* **TASK TO CARRY OUT**
Which lines of the records contain the word "Builds"? Copy each one.

(Dataset entries)
----

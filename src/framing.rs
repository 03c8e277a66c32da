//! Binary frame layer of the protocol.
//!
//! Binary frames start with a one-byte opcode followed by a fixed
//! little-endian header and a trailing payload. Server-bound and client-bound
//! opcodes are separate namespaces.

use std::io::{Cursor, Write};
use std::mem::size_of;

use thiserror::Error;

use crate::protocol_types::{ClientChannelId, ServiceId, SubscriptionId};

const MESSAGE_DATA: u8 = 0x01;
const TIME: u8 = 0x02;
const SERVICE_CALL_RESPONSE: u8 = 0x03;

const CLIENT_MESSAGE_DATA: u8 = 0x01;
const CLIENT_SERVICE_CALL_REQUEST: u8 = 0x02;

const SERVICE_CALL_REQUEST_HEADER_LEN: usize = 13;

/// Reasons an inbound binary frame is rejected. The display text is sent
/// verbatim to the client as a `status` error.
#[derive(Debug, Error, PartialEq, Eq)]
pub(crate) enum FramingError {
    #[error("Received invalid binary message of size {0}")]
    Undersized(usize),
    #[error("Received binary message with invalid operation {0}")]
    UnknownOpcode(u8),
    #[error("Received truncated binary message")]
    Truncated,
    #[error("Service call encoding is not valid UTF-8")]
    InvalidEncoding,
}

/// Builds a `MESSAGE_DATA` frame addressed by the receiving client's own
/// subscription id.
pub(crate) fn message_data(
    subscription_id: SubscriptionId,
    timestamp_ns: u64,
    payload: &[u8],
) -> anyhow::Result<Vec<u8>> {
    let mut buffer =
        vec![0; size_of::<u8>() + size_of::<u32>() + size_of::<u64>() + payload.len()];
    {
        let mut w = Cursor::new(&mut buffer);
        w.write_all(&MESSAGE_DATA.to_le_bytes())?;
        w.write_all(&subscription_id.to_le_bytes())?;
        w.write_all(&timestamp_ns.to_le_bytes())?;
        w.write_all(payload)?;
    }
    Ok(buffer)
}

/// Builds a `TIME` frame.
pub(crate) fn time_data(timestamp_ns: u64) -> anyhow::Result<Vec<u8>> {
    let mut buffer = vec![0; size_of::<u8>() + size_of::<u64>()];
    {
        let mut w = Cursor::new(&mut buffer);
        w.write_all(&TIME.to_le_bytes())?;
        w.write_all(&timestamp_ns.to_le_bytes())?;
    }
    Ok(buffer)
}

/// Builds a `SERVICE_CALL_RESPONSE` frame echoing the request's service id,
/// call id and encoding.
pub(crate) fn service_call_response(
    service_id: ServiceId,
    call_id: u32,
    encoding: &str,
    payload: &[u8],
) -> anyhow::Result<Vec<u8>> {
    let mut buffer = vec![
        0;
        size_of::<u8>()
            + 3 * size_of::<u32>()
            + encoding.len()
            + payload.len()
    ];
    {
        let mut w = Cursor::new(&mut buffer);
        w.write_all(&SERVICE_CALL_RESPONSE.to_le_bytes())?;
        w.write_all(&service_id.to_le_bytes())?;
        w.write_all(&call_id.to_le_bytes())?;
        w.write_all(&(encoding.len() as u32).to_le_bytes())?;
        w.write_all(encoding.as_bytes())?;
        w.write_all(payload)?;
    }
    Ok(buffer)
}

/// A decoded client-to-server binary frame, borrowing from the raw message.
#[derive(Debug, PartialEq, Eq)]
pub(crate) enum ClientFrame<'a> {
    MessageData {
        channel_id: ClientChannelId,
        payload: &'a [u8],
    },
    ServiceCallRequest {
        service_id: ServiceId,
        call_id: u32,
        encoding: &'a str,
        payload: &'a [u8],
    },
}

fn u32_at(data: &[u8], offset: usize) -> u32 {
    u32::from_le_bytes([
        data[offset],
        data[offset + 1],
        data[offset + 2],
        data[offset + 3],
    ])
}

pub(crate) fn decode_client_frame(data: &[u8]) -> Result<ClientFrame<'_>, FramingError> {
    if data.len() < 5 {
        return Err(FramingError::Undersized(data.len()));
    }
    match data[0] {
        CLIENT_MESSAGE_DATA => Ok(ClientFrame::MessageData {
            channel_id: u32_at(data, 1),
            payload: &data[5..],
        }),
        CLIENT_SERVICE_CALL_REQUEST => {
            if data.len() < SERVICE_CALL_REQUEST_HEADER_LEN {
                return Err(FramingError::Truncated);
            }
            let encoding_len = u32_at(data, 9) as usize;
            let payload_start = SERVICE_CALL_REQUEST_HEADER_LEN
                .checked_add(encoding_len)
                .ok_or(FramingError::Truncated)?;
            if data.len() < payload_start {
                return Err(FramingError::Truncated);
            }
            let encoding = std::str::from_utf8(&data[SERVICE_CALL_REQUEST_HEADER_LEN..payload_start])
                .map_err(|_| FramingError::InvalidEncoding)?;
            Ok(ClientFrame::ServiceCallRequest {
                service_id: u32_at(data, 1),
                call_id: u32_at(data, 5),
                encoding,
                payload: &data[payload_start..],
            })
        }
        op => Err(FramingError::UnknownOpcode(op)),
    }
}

----

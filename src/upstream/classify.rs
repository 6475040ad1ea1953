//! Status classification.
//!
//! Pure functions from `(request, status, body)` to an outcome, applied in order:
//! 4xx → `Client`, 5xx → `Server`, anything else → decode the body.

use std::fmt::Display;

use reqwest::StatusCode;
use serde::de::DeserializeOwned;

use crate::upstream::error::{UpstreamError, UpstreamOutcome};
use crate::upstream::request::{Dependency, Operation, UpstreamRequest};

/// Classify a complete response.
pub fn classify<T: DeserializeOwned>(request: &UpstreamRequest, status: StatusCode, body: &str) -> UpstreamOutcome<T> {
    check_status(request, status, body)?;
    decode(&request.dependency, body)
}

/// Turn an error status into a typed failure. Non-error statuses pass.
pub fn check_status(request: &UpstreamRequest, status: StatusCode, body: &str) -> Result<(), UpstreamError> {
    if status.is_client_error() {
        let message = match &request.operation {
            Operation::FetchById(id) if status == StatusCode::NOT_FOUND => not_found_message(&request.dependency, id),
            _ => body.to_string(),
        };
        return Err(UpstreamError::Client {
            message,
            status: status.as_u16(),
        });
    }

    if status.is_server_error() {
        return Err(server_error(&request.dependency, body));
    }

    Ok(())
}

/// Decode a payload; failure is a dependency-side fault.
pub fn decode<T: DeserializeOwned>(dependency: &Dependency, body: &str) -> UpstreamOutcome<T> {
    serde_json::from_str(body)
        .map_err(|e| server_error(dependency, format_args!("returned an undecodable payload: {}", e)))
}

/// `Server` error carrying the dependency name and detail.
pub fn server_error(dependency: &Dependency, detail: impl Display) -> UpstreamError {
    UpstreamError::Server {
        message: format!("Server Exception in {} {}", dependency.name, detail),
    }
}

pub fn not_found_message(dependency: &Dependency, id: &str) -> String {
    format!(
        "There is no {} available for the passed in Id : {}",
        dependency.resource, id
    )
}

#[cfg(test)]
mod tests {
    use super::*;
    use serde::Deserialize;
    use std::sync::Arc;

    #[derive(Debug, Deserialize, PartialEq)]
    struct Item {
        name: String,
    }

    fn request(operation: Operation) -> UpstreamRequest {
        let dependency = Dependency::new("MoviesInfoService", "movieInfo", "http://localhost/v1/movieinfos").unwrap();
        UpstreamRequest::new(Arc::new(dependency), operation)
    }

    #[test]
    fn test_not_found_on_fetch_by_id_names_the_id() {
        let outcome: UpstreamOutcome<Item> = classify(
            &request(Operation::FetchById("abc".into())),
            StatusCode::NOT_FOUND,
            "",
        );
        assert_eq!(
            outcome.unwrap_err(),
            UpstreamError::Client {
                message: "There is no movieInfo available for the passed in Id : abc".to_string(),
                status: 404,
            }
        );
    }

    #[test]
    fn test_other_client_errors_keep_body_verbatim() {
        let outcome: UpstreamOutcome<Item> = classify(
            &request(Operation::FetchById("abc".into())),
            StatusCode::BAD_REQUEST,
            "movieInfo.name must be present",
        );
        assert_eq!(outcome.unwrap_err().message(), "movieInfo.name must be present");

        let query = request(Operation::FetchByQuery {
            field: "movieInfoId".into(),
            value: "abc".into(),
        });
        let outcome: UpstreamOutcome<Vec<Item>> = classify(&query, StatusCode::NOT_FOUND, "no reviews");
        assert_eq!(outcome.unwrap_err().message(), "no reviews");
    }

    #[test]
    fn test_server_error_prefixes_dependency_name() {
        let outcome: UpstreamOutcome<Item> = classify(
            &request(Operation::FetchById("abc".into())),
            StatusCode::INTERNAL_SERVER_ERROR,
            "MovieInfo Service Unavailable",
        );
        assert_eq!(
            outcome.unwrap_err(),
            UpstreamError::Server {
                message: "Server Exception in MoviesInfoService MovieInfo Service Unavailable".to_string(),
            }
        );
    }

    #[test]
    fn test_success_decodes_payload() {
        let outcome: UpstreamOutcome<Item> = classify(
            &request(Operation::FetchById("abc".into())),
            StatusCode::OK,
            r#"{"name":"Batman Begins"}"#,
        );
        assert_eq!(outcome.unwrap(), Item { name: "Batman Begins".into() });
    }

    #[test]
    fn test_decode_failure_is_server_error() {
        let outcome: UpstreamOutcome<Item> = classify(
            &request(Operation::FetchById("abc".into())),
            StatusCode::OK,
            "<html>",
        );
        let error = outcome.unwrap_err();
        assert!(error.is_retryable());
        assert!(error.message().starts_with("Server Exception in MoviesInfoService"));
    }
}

----

* **OUTPUT FOR THIS TASK**
/// Builds a `MESSAGE_DATA` frame addressed by the receiving client's own
/// Builds a `TIME` frame.
/// Builds a `SERVICE_CALL_RESPONSE` frame echoing the request's service id,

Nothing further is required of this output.